"Udah lah, nangisnya. Acara udah kelar sejam yang lalu. Masih nangis aja."
"Lo tuh gak ngerasain Yut. Selama ini gue terlalu banyak mendem soal perjodohan yang sering Oma lakukan. Sampai-sampai lo gue jadiin korban keegoisan gue sendiri, pelarian gue. Kalo inget waktu itu, pasti muncul rasa takut, cemas, gelisah."
"Kan akhirnya juga gue sama lo."
"Untungnya. Tapi, sebelum itu tanpa lo tahu gue kepikiran sama nasib gue sendiri.
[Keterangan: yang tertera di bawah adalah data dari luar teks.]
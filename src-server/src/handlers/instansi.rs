//! Institution supervisor profile handlers.

use axum::{
    extract::{Query, State},
    response::{IntoResponse, Response},
    Json,
};
use reportify::{db::supervisor_repo, validate, Operation};
use serde::Deserialize;

use super::{filled, upserted};
use crate::{auth::Caller, body::JsonBody, error::ApiError, state::AppState};

const NOT_FOUND: &str = "Instansi not found.";

#[derive(Debug, Deserialize)]
pub struct InstansiQuery {
    email: Option<String>,
    instansi: Option<String>,
}

/// Create the caller's supervisor profile, or return it if it exists.
pub async fn create(
    State(state): State<AppState>,
    Caller(caller): Caller,
    JsonBody(body): JsonBody,
) -> Result<Response, ApiError> {
    caller.authorize(Operation::SupervisorCreate)?;
    validate::require(&body, &["email"])?;
    let email = validate::text(&body, "email")?;
    caller.ensure_self(&email)?;

    if let Some(existing) = state
        .query(move |db| supervisor_repo::find_by_email(db, &email))
        .await?
    {
        return Ok(Json(existing).into_response());
    }

    let fields = validate::supervisor_fields(&body)?;
    let result = state
        .query(move |db| supervisor_repo::create_or_fetch(db, &fields))
        .await?;
    Ok(upserted(result))
}

/// One profile by `?email=` or `?instansi=`, else all of them.
pub async fn list(
    State(state): State<AppState>,
    Caller(caller): Caller,
    Query(query): Query<InstansiQuery>,
) -> Result<Response, ApiError> {
    caller.authorize(Operation::SupervisorRead)?;

    if let Some(email) = filled(&query.email).map(str::to_string) {
        let profile = state
            .query(move |db| supervisor_repo::find_by_email(db, &email))
            .await?
            .ok_or_else(|| ApiError::not_found(NOT_FOUND))?;
        return Ok(Json(profile).into_response());
    }

    if let Some(instansi) = filled(&query.instansi).map(str::to_string) {
        let profile = state
            .query(move |db| supervisor_repo::find_by_instansi(db, &instansi))
            .await?
            .ok_or_else(|| ApiError::not_found(NOT_FOUND))?;
        return Ok(Json(profile).into_response());
    }

    let profiles = state.query(supervisor_repo::find_all).await?;
    Ok(Json(profiles).into_response())
}

/// Overwrite the caller's own supervisor profile.
pub async fn update(
    State(state): State<AppState>,
    Caller(caller): Caller,
    JsonBody(body): JsonBody,
) -> Result<Response, ApiError> {
    caller.authorize(Operation::SupervisorUpdate)?;
    validate::require(&body, &["email"])?;
    caller.ensure_self(&validate::text(&body, "email")?)?;
    let fields = validate::supervisor_fields(&body)?;

    let profile = state
        .query(move |db| supervisor_repo::update(db, &fields))
        .await?
        .ok_or_else(|| ApiError::not_found(NOT_FOUND))?;
    Ok(Json(profile).into_response())
}
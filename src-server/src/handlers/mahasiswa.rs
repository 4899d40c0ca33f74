//! Student profile handlers.

use axum::{
    extract::{Query, State},
    response::{IntoResponse, Response},
    Json,
};
use chrono::Utc;
use reportify::{
    db::student_repo,
    tracking::{progress, semester_from_nim, Progress},
    validate, AuthError, Operation,
};
use serde::{Deserialize, Serialize};

use super::{filled, upserted};
use crate::{auth::Caller, body::JsonBody, error::ApiError, state::AppState};

const NOT_FOUND: &str = "Mahasiswa not found.";

#[derive(Debug, Deserialize)]
#[serde(rename_all = "camelCase")]
pub struct MahasiswaQuery {
    email: Option<String>,
    pembimbing_instansi: Option<String>,
    dosen_pembimbing: Option<String>,
}

#[derive(Debug, Deserialize)]
pub struct EmailQuery {
    email: Option<String>,
}

/// Create the caller's profile, or return it unchanged if it exists.
pub async fn create(
    State(state): State<AppState>,
    Caller(caller): Caller,
    JsonBody(body): JsonBody,
) -> Result<Response, ApiError> {
    caller.authorize(Operation::StudentCreate)?;
    validate::require(&body, &["email"])?;
    let email = validate::text(&body, "email")?;
    caller.ensure_self(&email)?;

    if let Some(existing) = state
        .query(move |db| student_repo::find_by_email(db, &email))
        .await?
    {
        return Ok(Json(existing).into_response());
    }

    let fields = validate::student_fields(&body)?;
    let result = state
        .query(move |db| student_repo::create_or_fetch(db, &fields))
        .await?;
    Ok(upserted(result))
}

/// Look up profiles by `email`, `pembimbingInstansi` or `dosenPembimbing`,
/// in that order of precedence, or list them all.
pub async fn list(
    State(state): State<AppState>,
    Caller(caller): Caller,
    Query(query): Query<MahasiswaQuery>,
) -> Result<Response, ApiError> {
    caller.authorize(Operation::StudentRead)?;

    if let Some(email) = filled(&query.email).map(str::to_string) {
        caller.ensure_owner(&email)?;
        let profile = state
            .query(move |db| student_repo::find_by_email(db, &email))
            .await?
            .ok_or_else(|| ApiError::not_found(NOT_FOUND))?;
        return Ok(Json(profile).into_response());
    }

    // Students only ever see their own profile.
    if caller.is_student_only() {
        return Err(AuthError::NotOwner.into());
    }

    let profiles = if let Some(name) = filled(&query.pembimbing_instansi).map(str::to_string) {
        state
            .query(move |db| student_repo::find_by_supervisor(db, &name))
            .await?
    } else if let Some(name) = filled(&query.dosen_pembimbing).map(str::to_string) {
        state
            .query(move |db| student_repo::find_by_advisor(db, &name))
            .await?
    } else {
        state.query(student_repo::find_all).await?
    };
    Ok(Json(profiles).into_response())
}

/// Overwrite every scalar field of a profile. Reports and guidance
/// sessions are kept.
pub async fn update(
    State(state): State<AppState>,
    Caller(caller): Caller,
    JsonBody(body): JsonBody,
) -> Result<Response, ApiError> {
    caller.authorize(Operation::StudentUpdate)?;
    validate::require(&body, &["email"])?;
    caller.ensure_self(&validate::text(&body, "email")?)?;

    let fields = validate::student_fields(&body)?;
    let profile = state
        .query(move |db| student_repo::update_profile(db, &fields))
        .await?
        .ok_or_else(|| ApiError::not_found(NOT_FOUND))?;
    Ok(Json(profile).into_response())
}

#[derive(Debug, Serialize)]
#[serde(rename_all = "camelCase")]
pub struct StudentProgress {
    pub email: String,
    pub nama: String,
    pub semester: Option<u32>,
    #[serde(flatten)]
    pub progress: Progress,
}

/// Internship progress of the student `?email=` as of today.
pub async fn progres(
    State(state): State<AppState>,
    Caller(caller): Caller,
    Query(query): Query<EmailQuery>,
) -> Result<Response, ApiError> {
    caller.authorize(Operation::StudentProgressRead)?;
    let email = filled(&query.email)
        .map(str::to_string)
        .ok_or_else(|| ApiError::bad_request("Email diperlukan"))?;
    caller.ensure_owner(&email)?;

    let student = state
        .query(move |db| student_repo::find_by_email(db, &email))
        .await?
        .ok_or_else(|| ApiError::not_found(NOT_FOUND))?;

    let today = Utc::now();
    Ok(Json(StudentProgress {
        semester: semester_from_nim(&student.nim, today),
        progress: progress(student.mulai_kp, student.selesai_kp, today),
        email: student.email,
        nama: student.nama,
    })
    .into_response())
}
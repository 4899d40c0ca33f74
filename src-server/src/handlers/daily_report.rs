//! Daily report handlers.

use axum::{
    extract::{Query, State},
    response::{IntoResponse, Response},
    Json,
};
use reportify::{
    db::{evaluation_repo, report_repo, student_repo},
    model::DailyReport,
    tracking::{is_editable, merged_status, printout, report_rows},
    validate, Operation,
};
use serde::{Deserialize, Serialize};

use super::{created, filled};
use crate::{auth::Caller, body::JsonBody, error::ApiError, state::AppState};

const EMAIL_REQUIRED: &str = "Email diperlukan";
const STUDENT_NOT_FOUND: &str = "Mahasiswa tidak ditemukan";
const REPORT_NOT_FOUND: &str = "DailyReport not found";
const AGENDA_FROZEN: &str = "Laporan sudah diterima, agenda tidak dapat diubah";

#[derive(Debug, Deserialize)]
pub struct ReportQuery {
    email: Option<String>,
}

#[derive(Debug, Serialize)]
pub struct Saved {
    pub message: &'static str,
    pub data: DailyReport,
}

fn required_email(query: &ReportQuery) -> Result<String, ApiError> {
    filled(&query.email)
        .map(str::to_string)
        .ok_or_else(|| ApiError::bad_request(EMAIL_REQUIRED))
}

/// Reports of the student `?email=`, in submission order.
pub async fn list(
    State(state): State<AppState>,
    Caller(caller): Caller,
    Query(query): Query<ReportQuery>,
) -> Result<Response, ApiError> {
    caller.authorize(Operation::ReportRead)?;
    let email = required_email(&query)?;
    caller.ensure_owner(&email)?;

    let reports = state
        .query(move |db| report_repo::find_by_student(db, &email))
        .await?
        .ok_or_else(|| ApiError::not_found(STUDENT_NOT_FOUND))?;
    Ok(Json(reports).into_response())
}

/// Overview rows for the student `?email=`: each report with the status
/// and comment of its evaluation.
pub async fn status(
    State(state): State<AppState>,
    Caller(caller): Caller,
    Query(query): Query<ReportQuery>,
) -> Result<Response, ApiError> {
    caller.authorize(Operation::ReportRead)?;
    let email = required_email(&query)?;
    caller.ensure_owner(&email)?;

    let rows = state
        .query(move |db| {
            let Some(reports) = report_repo::find_by_student(db, &email)? else {
                return Ok(None);
            };
            let ids: Vec<String> = reports.iter().map(|r| r.id.clone()).collect();
            let evaluations = evaluation_repo::find_by_reports(db, &ids)?;
            Ok(Some(report_rows(&reports, &evaluations)))
        })
        .await?
        .ok_or_else(|| ApiError::not_found(STUDENT_NOT_FOUND))?;
    Ok(Json(rows).into_response())
}

/// Printable report of the student `?email=`: profile header plus every
/// report with its evaluation note and attachments.
pub async fn laporan(
    State(state): State<AppState>,
    Caller(caller): Caller,
    Query(query): Query<ReportQuery>,
) -> Result<Response, ApiError> {
    caller.authorize(Operation::ReportRead)?;
    let email = required_email(&query)?;
    caller.ensure_owner(&email)?;

    let document = state
        .query(move |db| {
            let Some(student) = student_repo::find_by_email(db, &email)? else {
                return Ok(None);
            };
            let ids: Vec<String> = student.reports.iter().map(|r| r.id.clone()).collect();
            let evaluations = evaluation_repo::find_by_reports(db, &ids)?;
            Ok(Some(printout(&student, &evaluations)))
        })
        .await?
        .ok_or_else(|| ApiError::not_found(STUDENT_NOT_FOUND))?;
    Ok(Json(document).into_response())
}

/// Save a report and append it to the student's list.
pub async fn create(
    State(state): State<AppState>,
    Caller(caller): Caller,
    JsonBody(body): JsonBody,
) -> Result<Response, ApiError> {
    caller.authorize(Operation::ReportCreate)?;
    let new = validate::new_daily_report(&body)?;
    let email = validate::text(&body, "email")?;
    caller.ensure_self(&email)?;

    let report = state
        .query(move |db| report_repo::create_for_student(db, &email, &new))
        .await?
        .ok_or_else(|| ApiError::not_found("Mahasiswa tidak ditemukan."))?;
    Ok(created(Saved {
        message: "Laporan berhasil disimpan",
        data: report,
    }))
}

/// Update the fields sent for the report `_id`. The agenda of an accepted
/// report cannot change.
pub async fn update(
    State(state): State<AppState>,
    Caller(caller): Caller,
    JsonBody(body): JsonBody,
) -> Result<Response, ApiError> {
    caller.authorize(Operation::ReportUpdate)?;
    let id = validate::record_id(&body)?;
    let patch = validate::daily_report_patch(&body)?;

    let updated = state
        .run(move |db| {
            let Some(owner) = report_repo::owner_email(db, &id)? else {
                return Ok(None);
            };
            caller.ensure_self(&owner)?;

            if patch.agenda.is_some() {
                let evaluations = evaluation_repo::find_by_report(db, &id)?;
                if !is_editable(&merged_status(&id, &evaluations).status) {
                    return Err(ApiError::bad_request(AGENDA_FROZEN));
                }
            }

            Ok(report_repo::update(db, &id, &patch)?)
        })
        .await?
        .ok_or_else(|| ApiError::not_found(REPORT_NOT_FOUND))?;
    Ok(Json(updated).into_response())
}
Gak bisa nangis juga kalo lagi meratapi. Jadi, keluarnya ya sekarang. Makanya gak usah dikomenin." Sambil sesenggukan gue masih nangis di depan Yuta. Seharusnya gue cuman tugas nganter dia sampai depan pagar aja setelah acara selesai. Eh, tangis gue pecah. Akhirnya, Yuta ngajak gue duduk di bangku taman depan rumah. Nangis sampe sekarang.
"Iya iya udah, cup~~" Yuta mengelus kepala gue lembut, tapi bibirnya berkedut seolah nahan ketawa.
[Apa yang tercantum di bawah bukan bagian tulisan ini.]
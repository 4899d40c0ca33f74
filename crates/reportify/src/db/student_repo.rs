//! Student profile repository: operations on the `students` table and its
//! ordered report and guidance link tables.
//!
//! Every lookup returns profiles with `reports` and `bimbingan` resolved.

use rusqlite::{params, Connection, OptionalExtension, Row};

use super::{
    decode_time, encode_time, guidance_repo, new_id, now_timestamp, report_repo, Database,
    DatabaseError, Upserted,
};
use crate::model::{StudentFields, StudentProfile};

const COLUMNS: &str = "id, email, nim, nama, judul_kp, instansi, pembimbing_instansi, \
                       dosen_pembimbing, mulai_kp, selesai_kp";

struct StudentRow {
    id: String,
    email: String,
    nim: String,
    nama: String,
    judul_kp: String,
    instansi: String,
    pembimbing_instansi: String,
    dosen_pembimbing: String,
    mulai_kp: String,
    selesai_kp: Option<String>,
}

impl StudentRow {
    fn from_row(row: &Row<'_>) -> Result<Self, rusqlite::Error> {
        Ok(Self {
            id: row.get("id")?,
            email: row.get("email")?,
            nim: row.get("nim")?,
            nama: row.get("nama")?,
            judul_kp: row.get("judul_kp")?,
            instansi: row.get("instansi")?,
            pembimbing_instansi: row.get("pembimbing_instansi")?,
            dosen_pembimbing: row.get("dosen_pembimbing")?,
            mulai_kp: row.get("mulai_kp")?,
            selesai_kp: row.get("selesai_kp")?,
        })
    }

    /// Builds the profile and resolves its linked records.
    fn resolve(self, conn: &Connection) -> Result<StudentProfile, DatabaseError> {
        let reports = report_repo::for_student(conn, &self.id)?;
        let bimbingan = guidance_repo::for_student(conn, &self.id)?;
        Ok(StudentProfile {
            mulai_kp: decode_time(&self.mulai_kp)?,
            selesai_kp: self.selesai_kp.as_deref().map(decode_time).transpose()?,
            id: self.id,
            email: self.email,
            nim: self.nim,
            nama: self.nama,
            judul_kp: self.judul_kp,
            instansi: self.instansi,
            pembimbing_instansi: self.pembimbing_instansi,
            dosen_pembimbing: self.dosen_pembimbing,
            reports,
            bimbingan,
        })
    }
}

fn find_in(conn: &Connection, email: &str) -> Result<Option<StudentProfile>, DatabaseError> {
    conn.query_row(
        &format!("SELECT {COLUMNS} FROM students WHERE email = ?1"),
        params![email],
        StudentRow::from_row,
    )
    .optional()?
    .map(|row| row.resolve(conn))
    .transpose()
}

fn select_where(
    conn: &Connection,
    condition: &str,
    value: Option<&str>,
) -> Result<Vec<StudentProfile>, DatabaseError> {
    let sql = format!("SELECT {COLUMNS} FROM students {condition} ORDER BY created_at, rowid");
    let mut stmt = conn.prepare(&sql)?;
    let rows = match value {
        Some(v) => stmt.query_map(params![v], StudentRow::from_row)?,
        None => stmt.query_map([], StudentRow::from_row)?,
    }
    .collect::<Result<Vec<_>, _>>()?;
    rows.into_iter().map(|row| row.resolve(conn)).collect()
}

pub(crate) fn id_for_email(conn: &Connection, email: &str) -> Result<Option<String>, DatabaseError> {
    Ok(conn
        .query_row(
            "SELECT id FROM students WHERE email = ?1",
            params![email],
            |r| r.get(0),
        )
        .optional()?)
}

/// Appends `report_id` to the end of the student's report list.
pub(crate) fn link_report(
    conn: &Connection,
    student_id: &str,
    report_id: &str,
) -> Result<(), DatabaseError> {
    conn.execute(
        "INSERT INTO student_reports (student_id, report_id, position)
         VALUES (?1, ?2, (SELECT COALESCE(MAX(position) + 1, 0)
                          FROM student_reports WHERE student_id = ?1))",
        params![student_id, report_id],
    )?;
    Ok(())
}

/// Appends `guidance_id` to the end of the student's guidance list.
pub(crate) fn link_guidance(
    conn: &Connection,
    student_id: &str,
    guidance_id: &str,
) -> Result<(), DatabaseError> {
    conn.execute(
        "INSERT INTO student_guidance (student_id, guidance_id, position)
         VALUES (?1, ?2, (SELECT COALESCE(MAX(position) + 1, 0)
                          FROM student_guidance WHERE student_id = ?1))",
        params![student_id, guidance_id],
    )?;
    Ok(())
}

/// Returns the profile for `fields.email`, creating it first if needed.
/// An existing profile is returned unchanged.
pub fn create_or_fetch(
    db: &Database,
    fields: &StudentFields,
) -> Result<Upserted<StudentProfile>, DatabaseError> {
    db.with_tx(|tx| {
        if let Some(existing) = find_in(tx, &fields.email)? {
            return Ok(Upserted::Existing(existing));
        }

        let id = new_id();
        tx.execute(
            "INSERT INTO students (id, email, nim, nama, judul_kp, instansi, pembimbing_instansi,
             dosen_pembimbing, mulai_kp, selesai_kp, created_at, updated_at)
             VALUES (?1, ?2, ?3, ?4, ?5, ?6, ?7, ?8, ?9, ?10, ?11, ?11)",
            params![
                id,
                fields.email,
                fields.nim,
                fields.nama,
                fields.judul_kp,
                fields.instansi,
                fields.pembimbing_instansi,
                fields.dosen_pembimbing,
                encode_time(&fields.mulai_kp),
                fields.selesai_kp.as_ref().map(encode_time),
                now_timestamp(),
            ],
        )?;
        log::info!("Created student profile for {}", fields.email);

        let created = find_in(tx, &fields.email)?
            .ok_or_else(|| DatabaseError::NotFound(fields.email.clone()))?;
        Ok(Upserted::Created(created))
    })
}

pub fn find_by_email(db: &Database, email: &str) -> Result<Option<StudentProfile>, DatabaseError> {
    db.with_conn(|conn| find_in(conn, email))
}

/// Students assigned to the institution supervisor named `name`.
pub fn find_by_supervisor(db: &Database, name: &str) -> Result<Vec<StudentProfile>, DatabaseError> {
    db.with_conn(|conn| select_where(conn, "WHERE pembimbing_instansi = ?1", Some(name)))
}

/// Students assigned to the academic advisor named `name`.
pub fn find_by_advisor(db: &Database, name: &str) -> Result<Vec<StudentProfile>, DatabaseError> {
    db.with_conn(|conn| select_where(conn, "WHERE dosen_pembimbing = ?1", Some(name)))
}

pub fn find_all(db: &Database) -> Result<Vec<StudentProfile>, DatabaseError> {
    db.with_conn(|conn| select_where(conn, "", None))
}

/// Overwrites every scalar field of the profile keyed by `fields.email`.
/// Linked reports and guidance sessions are kept. Returns `None` if no
/// profile exists.
pub fn update_profile(
    db: &Database,
    fields: &StudentFields,
) -> Result<Option<StudentProfile>, DatabaseError> {
    db.with_tx(|tx| {
        let changed = tx.execute(
            "UPDATE students SET nim = ?2, nama = ?3, judul_kp = ?4, instansi = ?5,
             pembimbing_instansi = ?6, dosen_pembimbing = ?7, mulai_kp = ?8, selesai_kp = ?9,
             updated_at = ?10
             WHERE email = ?1",
            params![
                fields.email,
                fields.nim,
                fields.nama,
                fields.judul_kp,
                fields.instansi,
                fields.pembimbing_instansi,
                fields.dosen_pembimbing,
                encode_time(&fields.mulai_kp),
                fields.selesai_kp.as_ref().map(encode_time),
                now_timestamp(),
            ],
        )?;
        if changed == 0 {
            return Ok(None);
        }
        find_in(tx, &fields.email)
    })
}

/// Appends an existing report to the student's list and returns the
/// refreshed profile, or `None` when the student does not exist.
pub fn add_report(
    db: &Database,
    email: &str,
    report_id: &str,
) -> Result<Option<StudentProfile>, DatabaseError> {
    db.with_tx(|tx| {
        let Some(student_id) = id_for_email(tx, email)? else {
            return Ok(None);
        };
        if report_repo::load(tx, report_id)?.is_none() {
            return Err(DatabaseError::NotFound(format!("DailyReport {report_id}")));
        }
        link_report(tx, &student_id, report_id)?;
        find_in(tx, email)
    })
}

/// Appends an existing guidance session to the student's list and returns
/// the refreshed profile, or `None` when the student does not exist.
pub fn add_guidance(
    db: &Database,
    email: &str,
    guidance_id: &str,
) -> Result<Option<StudentProfile>, DatabaseError> {
    db.with_tx(|tx| {
        let Some(student_id) = id_for_email(tx, email)? else {
            return Ok(None);
        };
        if guidance_repo::load(tx, guidance_id)?.is_none() {
            return Err(DatabaseError::NotFound(format!("Bimbingan {guidance_id}")));
        }
        link_guidance(tx, &student_id, guidance_id)?;
        find_in(tx, email)
    })
}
"Ketawa aja, gak usah ditahan. Ntar ambeien."
Seketika tawa Yuta pecah. Gue gak peduli, masih sesenggukan tanpa isakan. Terserah dia dah.
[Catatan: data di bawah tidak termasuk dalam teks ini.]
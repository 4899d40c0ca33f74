//! Guidance session handlers.

use axum::{
    extract::State,
    response::{IntoResponse, Response},
    Json,
};
use reportify::{db::guidance_repo, validate, Operation};

use super::created;
use crate::{auth::Caller, body::JsonBody, error::ApiError, state::AppState};

const STUDENT_NOT_FOUND: &str = "Mahasiswa tidak ditemukan";

pub async fn list(
    State(state): State<AppState>,
    Caller(caller): Caller,
) -> Result<Response, ApiError> {
    caller.authorize(Operation::GuidanceRead)?;
    let sessions = state.query(guidance_repo::find_all).await?;
    Ok(Json(sessions).into_response())
}

/// Record a session and append it to the student `emailMahasiswa`.
pub async fn create(
    State(state): State<AppState>,
    Caller(caller): Caller,
    JsonBody(body): JsonBody,
) -> Result<Response, ApiError> {
    caller.authorize(Operation::GuidanceCreate)?;
    let new = validate::new_guidance(&body)?;
    let Some(email) = validate::optional_text(&body, "emailMahasiswa") else {
        return Err(ApiError::not_found(STUDENT_NOT_FOUND));
    };

    let session = state
        .query(move |db| guidance_repo::create_for_student(db, &email, &new))
        .await?
        .ok_or_else(|| ApiError::not_found(STUDENT_NOT_FOUND))?;
    Ok(created(session))
}

pub async fn update(
    State(state): State<AppState>,
    Caller(caller): Caller,
    JsonBody(body): JsonBody,
) -> Result<Response, ApiError> {
    caller.authorize(Operation::GuidanceUpdate)?;
    let id = validate::record_id(&body)?;
    let patch = validate::guidance_patch(&body)?;

    let session = state
        .query(move |db| guidance_repo::update(db, &id, &patch))
        .await?
        .ok_or_else(|| ApiError::not_found("Bimbingan not found"))?;
    Ok(Json(session).into_response())
}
"Habis lucu kalo nangis gini. Kayak dibanjur air muka lo, udah mata gede gede kayak kodok."
"Gak papa, hina aja selagi bisa." Sahut gue tanpa menatapnya.
"Unnhh, ngambek." Yuta memeluk bahu gue dan mengeratkannya gemas.
"Gue makin gak bisa napas, lepasin lah!"
"Marah ini?"
"Udah sana pulang. Gue udah mendingan."
"Gue pastiin dulu, lo gak marah kan sama gue?"
"Nggakk."
"Yaudah gue balik ya. Bye."
"Yut," Gue kembali memanggilnya ketika dia hampir keluar pagar.
"Apa?" tolehnya,
"Makasih ya, udah bantuin selama ini."
Yuta tersenyum, "Gue perlu kesitu gak?"
"Ngapain?"
"Barangkali mau dipeluk."
"Gak, gak usah. Kan udah tadi."
Yuta gak peduli, dia berjalan kembali menghampiri lalu membawa gue ke pelukannya. Hangat.
"Beda. Tadi itu gak serius meluknya."
"Dih,"
"Gak usah gengsi. Bilang aja kalo suka."
Yuta kenapa? Jadi beda gini.
"Gak usah heran sama sikap gue. Gue lagi seneng aja, bisa yakinin Oma." Katanya, seakan bisa membaca pikiran gue dan menjawabnya. Gue balas memeluk.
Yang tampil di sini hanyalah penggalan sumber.